In studies with tens of subjects, as most have been, “the effect is close to borderline statistical significance,” says Nicoll. In a study of 89 subjects with head injury, his group found that ApoE ε4 carriers were twice as likely as others to experience worse outcomes. But when the researchers repeated the study in more than 1,000 subjects, the ApoE ε4 effect shrank dramatically (Lancet 350, 1069–1071, 1997; Brain 128, 2556–2661, 2005).

More data might be forthcoming from Cantu's institute, which houses a brain bank with some 70 CTE brains from athletes and military personnel. One of them belonged to Duerson, who, in his suicide note, charged his family to make sure his brain made its way to the institute. Not all the brains in the bank have been genotyped, says Cantu, declining to comment on Duerson's ApoE status. However, he says, “I must say we're not finding a high correlation” between CTE and the ε4 variant.

A handful of other genetic elements have also been linked to CTE, but their role is largely speculative. These include the APOE promoter and the gene encoding catechol-O-methyltransferase, which is an enzyme that degrades dopamine and norepinephrine.

“There's really not a lot of evidence that we should be doing genetic testing before an athletic competition,” says Vicki Kristman, an injury epidemiologist at the University of Toronto whose 2008 study of 318 athletes failed to find evidence that the ε4 allele predisposed athletes to concussion (Clin. J. Sport. Med. 18, 322–328, 2008).
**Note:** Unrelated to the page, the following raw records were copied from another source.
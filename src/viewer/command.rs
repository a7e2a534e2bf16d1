//! The viewer's complete interactive vocabulary.
//!
//! Every user-facing operation, whether it comes from a pointer gesture or
//! a programmatic call, is represented as a `ViewerCommand`. Consumers
//! construct commands (usually through
//! [`InputProcessor`](crate::input::InputProcessor)) and pass them to
//! [`ViewerSession::execute`](super::ViewerSession::execute).

use glam::Vec2;

/// A single viewer operation.
#[derive(Debug, Clone, Copy, PartialEq)]
pub enum ViewerCommand {
    /// Spin the camera around the orbit target by a pointer drag.
    Orbit {
        /// Drag distance in physical pixels since the last event.
        delta: Vec2,
    },
    /// Dolly toward (positive) or away from (negative) the target.
    Zoom {
        /// Wheel steps.
        delta: f32,
    },
    /// Double-click at a surface position: focus the sub-object under it,
    /// or return to the pre-focus view on empty space.
    Pick {
        /// Horizontal position in physical pixels.
        x: f32,
        /// Vertical position in physical pixels.
        y: f32,
    },
    /// The render surface changed size.
    Resize {
        /// New width in physical pixels.
        width: u32,
        /// New height in physical pixels.
        height: u32,
    },
}
use glam::Vec2;

use crate::camera::{Camera, OrbitControls};
use crate::options::Options;

/// Camera, orbit controls, and render surface size: everything the
/// session mutates to move the view.
#[derive(Debug, Clone, PartialEq)]
pub struct Viewport {
    /// Perspective camera.
    pub camera: Camera,
    /// Orbit controller driving the camera between transitions.
    pub controls: OrbitControls,
    /// Render surface width in physical pixels.
    pub width: u32,
    /// Render surface height in physical pixels.
    pub height: u32,
}

impl Viewport {
    /// Default camera and controls for a `width` x `height` surface.
    #[must_use]
    pub fn new(options: &Options, width: u32, height: u32) -> Self {
        Self {
            camera: Camera::from_options(
                &options.camera,
                aspect_ratio(width, height),
            ),
            controls: OrbitControls::new(&options.controls),
            width,
            height,
        }
    }

    /// Record a new surface size and update the camera aspect. A zero
    /// dimension keeps the previous aspect.
    pub fn resize(&mut self, width: u32, height: u32) {
        self.width = width;
        self.height = height;
        if width > 0 && height > 0 {
            self.camera.aspect = aspect_ratio(width, height);
        }
    }

    /// Surface pixel position to normalized device coordinates (`x` right,
    /// `y` up). `None` while the surface has zero area.
    #[must_use]
    pub fn screen_to_ndc(&self, screen: Vec2) -> Option<Vec2> {
        if self.width == 0 || self.height == 0 {
            return None;
        }
        let w = self.width as f32;
        let h = self.height as f32;
        Some(Vec2::new(screen.x / w * 2.0 - 1.0, -(screen.y / h) * 2.0 + 1.0))
    }
}

fn aspect_ratio(width: u32, height: u32) -> f32 {
    if width == 0 || height == 0 {
        1.0
    } else {
        width as f32 / height as f32
    }
}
Even if ApoE ε4 or other genetic variations could be scientifically validated as a screening tool for CTE susceptibility among athletes, serious questions would remain on how to implement it, says Jordan. One problem would be ensuring confidentiality, particularly because the test would also reveal a person's Alzheimer's risk. But on an even more basic level, says Jordan, it wouldn't be entirely clear what to do with the results. “Say someone is ε4 positive. Can you stop them from competing?”